The background, since I’m not impressed with Novak’s, is that the PKK, a Kurdish separtist terrorist group, has been blowing up Turkish beach resorts and Istanbul neighborhoods for years. (Novak calls them, at one point ”guerrilla fighters.”) They raise money all over Europe. No matter how much we may like the Kurds in northern Iraq, the PKK are bad guys, and have defined themselves as that by their actions. Some of them are hiding in the mountains of Northern Iraq, and local Kurdish authorities have demonstrated a true disinclination to do anything about it.
The U.S. plan was to go after the PKK leadership with special forces, with assistance from the Turks. That option, though involving an element of risk, would be less violent and far-reaching than the Turks’ saber-rattling and threats of an all-out invasion of Northern Iraq.
I say “was” since Novak’s column gives the PKK everything except the time and direction of any joint U.S.-Turkish attack.
We can strongly suspect that Novak’s source is on Capitol Hill. (And to think, a few weekends back on CNN, I said the Pentagon ought not give details of a withdrawal plan to Hillary’s office as the Senate leaks like a sieve.) Novak writes:

The surprising answer was given in secret briefings on Capitol Hill last week by Eric S. Edelman, a former aide to Vice President Dick Cheney and now undersecretary of defense for policy. A Foreign Service officer who once was U.S. ambassador to Turkey, he revealed to lawmakers plans for a covert operation of U.S. Special Forces helping the Turks neutralize the PKK. They would behead the guerrilla organization by helping Turkey get rid of PKK leaders that they have targeted for years.
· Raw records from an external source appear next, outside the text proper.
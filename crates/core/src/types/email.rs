//! Email address type.

use core::fmt;

use serde::{Deserialize, Serialize};

/// Errors that can occur when parsing an [`Email`].
#[derive(thiserror::Error, Debug, Clone, PartialEq, Eq)]
pub enum EmailError {
    /// The input string is empty.
    #[error("email cannot be empty")]
    Empty,
    /// The input string is too long.
    #[error("email must be at most {max} characters")]
    TooLong {
        /// Maximum allowed length.
        max: usize,
    },
    /// The input contains whitespace.
    #[error("email cannot contain whitespace")]
    Whitespace,
    /// The input does not have the `local@domain` shape.
    #[error("email must have the form local@domain")]
    Malformed,
}

/// An email address as reported by the identity provider or the backend.
///
/// Validation is structural only: a non-empty local part and domain separated
/// by an `@`, no whitespace, at most 254 characters. Deserialization does not
/// validate, since backend records are trusted.
///
/// ```
/// use newtab_core::Email;
///
/// assert!(Email::parse("a@b.com").is_ok());
/// assert!(Email::parse("a b@c.com").is_err());
/// assert!(Email::parse("@b.com").is_err());
/// ```
#[derive(Debug, Clone, Serialize, Deserialize, PartialEq, Eq, Hash)]
#[serde(transparent)]
pub struct Email(String);

impl Email {
    /// Maximum length of an email address (RFC 5321).
    pub const MAX_LENGTH: usize = 254;

    /// Parse an `Email` from a string.
    ///
    /// # Errors
    ///
    /// Returns an [`EmailError`] describing the first structural problem found.
    pub fn parse(s: &str) -> Result<Self, EmailError> {
        if s.is_empty() {
            return Err(EmailError::Empty);
        }
        if s.len() > Self::MAX_LENGTH {
            return Err(EmailError::TooLong {
                max: Self::MAX_LENGTH,
            });
        }
        if s.chars().any(char::is_whitespace) {
            return Err(EmailError::Whitespace);
        }
        match s.rsplit_once('@') {
            Some((local, domain)) if !local.is_empty() && !domain.is_empty() => {
                Ok(Self(s.to_owned()))
            }
            _ => Err(EmailError::Malformed),
        }
    }

    /// Returns the email address as a string slice.
    #[must_use]
    pub fn as_str(&self) -> &str {
        &self.0
    }

    /// Consumes the `Email` and returns its inner string.
    #[must_use]
    pub fn into_inner(self) -> String {
        self.0
    }
}

impl fmt::Display for Email {
    fn fmt(&self, f: &mut fmt::Formatter<'_>) -> fmt::Result {
        f.write_str(&self.0)
    }
}

impl std::str::FromStr for Email {
    type Err = EmailError;

    fn from_str(s: &str) -> Result<Self, Self::Err> {
        Self::parse(s)
    }
}

impl AsRef<str> for Email {
    fn as_ref(&self) -> &str {
        &self.0
    }
}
Edelman’s listeners were stunned.

If Novak knows that the listeners were stunned, it strongly suggests his source was probably among the listeners (and a skeptical one at that), not among the Pentagon or the administration. (Anyone know if Richard Armitage caught wind of this plan?)
Novak asks, “Wasn’t this risky?” No, it’s one of those risk-free covert counterterrorism operations. Of course there’s an element of risk! But Novak acts like it’s something new or surprising for U.S. soldiers to encounter an element of risk and danger while fighting terrorists on Iraqi soil. This operation, had it been pulled off successfully, could have cemented the U.S.-Turkish alliance for a generation and undone a lot of ire over the Iraq war. (And while the Kurds would have been bothered, they probably would have recognized that one covert operation in the mountains is better than 250,000 Turkish troops advancing over the border.)
Now, it looks like it won’t happen. Because someone exercised the “Novak veto.”